Assignment » Below are the records; copy each line in which "struct" can be found.

The input »
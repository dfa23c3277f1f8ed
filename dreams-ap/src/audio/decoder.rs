//! Audio decoder using symphonia
//!
//! Decodes a whole clip file (Ogg/Vorbis, MP3, FLAC, WAV, AAC) to interleaved
//! stereo f32. Clips are short, so each one is decoded fully into memory.

use crate::error::{Error, Result};
use std::path::Path;
use symphonia::core::audio::SampleBuffer;
use symphonia::core::codecs::{DecoderOptions, CODEC_TYPE_NULL};
use symphonia::core::errors::Error as SymphoniaError;
use symphonia::core::formats::FormatOptions;
use symphonia::core::io::MediaSourceStream;
use symphonia::core::meta::MetadataOptions;
use symphonia::core::probe::Hint;
use tracing::{debug, warn};

/// Fully decoded clip audio
#[derive(Debug, Clone)]
pub struct DecodedAudio {
    /// Interleaved stereo samples
    pub samples: Vec<f32>,
    pub sample_rate: u32,
}

impl DecodedAudio {
    pub fn frames(&self) -> usize {
        self.samples.len() / 2
    }

    pub fn duration_secs(&self) -> f64 {
        self.frames() as f64 / self.sample_rate as f64
    }
}

pub struct ClipDecoder;

impl ClipDecoder {
    /// Decode an entire audio file to interleaved stereo f32
    ///
    /// Mono sources are duplicated to both channels; sources with more than
    /// two channels keep their first two.
    pub fn decode_file(path: &Path) -> Result<DecodedAudio> {
        debug!("Decoding clip file: {}", path.display());

        let file = std::fs::File::open(path)
            .map_err(|e| Error::Decode(format!("Failed to open file {}: {}", path.display(), e)))?;

        let mss = MediaSourceStream::new(Box::new(file), Default::default());

        let mut hint = Hint::new();
        if let Some(ext) = path.extension().and_then(|e| e.to_str()) {
            hint.with_extension(ext);
        }

        let probed = symphonia::default::get_probe()
            .format(&hint, mss, &FormatOptions::default(), &MetadataOptions::default())
            .map_err(|e| Error::Decode(format!("Failed to probe format: {}", e)))?;

        let mut format = probed.format;

        let track = format
            .tracks()
            .iter()
            .find(|t| t.codec_params.codec != CODEC_TYPE_NULL)
            .ok_or_else(|| Error::Decode("No audio track found".to_string()))?;

        let track_id = track.id;
        let sample_rate = track
            .codec_params
            .sample_rate
            .ok_or_else(|| Error::Decode("Sample rate not found".to_string()))?;

        let mut decoder = symphonia::default::get_codecs()
            .make(&track.codec_params, &DecoderOptions::default())
            .map_err(|e| Error::Decode(format!("Failed to create decoder: {}", e)))?;

        let mut samples = Vec::new();
        let mut sample_buf: Option<SampleBuffer<f32>> = None;

        loop {
            let packet = match format.next_packet() {
                Ok(packet) => packet,
                Err(SymphoniaError::IoError(ref e)) if e.kind() == std::io::ErrorKind::UnexpectedEof => {
                    break;
                }
                Err(SymphoniaError::ResetRequired) => {
                    warn!("Decoder reset required in {}, stopping early", path.display());
                    break;
                }
                Err(e) => {
                    return Err(Error::Decode(format!("Error reading packet: {}", e)));
                }
            };

            if packet.track_id() != track_id {
                continue;
            }

            let decoded = match decoder.decode(&packet) {
                Ok(decoded) => decoded,
                Err(SymphoniaError::DecodeError(e)) => {
                    // Corrupt packet: skip it, keep the rest of the clip
                    warn!("Decode error in {}: {}", path.display(), e);
                    continue;
                }
                Err(e) => return Err(Error::Decode(format!("Decode failed: {}", e))),
            };

            let spec = *decoded.spec();
            let channels = spec.channels.count();

            let buf = sample_buf.get_or_insert_with(|| {
                SampleBuffer::<f32>::new(decoded.capacity() as u64, spec)
            });
            if buf.capacity() < decoded.capacity() * channels {
                *buf = SampleBuffer::<f32>::new(decoded.capacity() as u64, spec);
            }
            buf.copy_interleaved_ref(decoded);

            append_as_stereo(buf.samples(), channels, &mut samples);
        }

        if samples.is_empty() {
            return Err(Error::Decode(format!("No audio decoded from {}", path.display())));
        }

        let audio = DecodedAudio { samples, sample_rate };
        debug!(
            "Decoded {} frames at {}Hz ({:.2}s)",
            audio.frames(),
            sample_rate,
            audio.duration_secs()
        );
        Ok(audio)
    }
}

/// Append interleaved `input` with `channels` channels as stereo
fn append_as_stereo(input: &[f32], channels: usize, output: &mut Vec<f32>) {
    match channels {
        0 => {}
        1 => {
            output.reserve(input.len() * 2);
            for sample in input {
                output.push(*sample);
                output.push(*sample);
            }
        }
        2 => output.extend_from_slice(input),
        n => {
            output.reserve(input.len() / n * 2);
            for frame in input.chunks_exact(n) {
                output.push(frame[0]);
                output.push(frame[1]);
            }
        }
    }
}

#[cfg(test)]
mod tests {
    use super::*;

    #[test]
    fn test_mono_to_stereo() {
        let mut out = Vec::new();
        append_as_stereo(&[0.1, 0.2, 0.3], 1, &mut out);
        assert_eq!(out, vec![0.1, 0.1, 0.2, 0.2, 0.3, 0.3]);
    }

    #[test]
    fn test_append_keeps_previous_packets() {
        let mut out = vec![0.5, 0.5];
        append_as_stereo(&[0.1, 0.2], 1, &mut out);
        assert_eq!(out, vec![0.5, 0.5, 0.1, 0.1, 0.2, 0.2]);
    }

    #[test]
    fn test_surround_downmix_takes_front_pair() {
        let mut out = Vec::new();
        append_as_stereo(&[1.0, 2.0, 3.0, 4.0, 5.0, 6.0], 3, &mut out);
        assert_eq!(out, vec![1.0, 2.0, 4.0, 5.0]);
    }

    #[test]
    fn test_missing_file() {
        let result = ClipDecoder::decode_file(Path::new("/nonexistent/1 Am.ogg"));
        assert!(matches!(result, Err(Error::Decode(_))));
    }

    #[test]
    fn test_garbage_file() {
        let dir = tempfile::tempdir().unwrap();
        let path = dir.path().join("noise.ogg");
        std::fs::write(&path, b"definitely not an ogg stream").unwrap();

        assert!(ClipDecoder::decode_file(&path).is_err());
    }
}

Reply »
pub struct DecodedAudio {
pub struct ClipDecoder;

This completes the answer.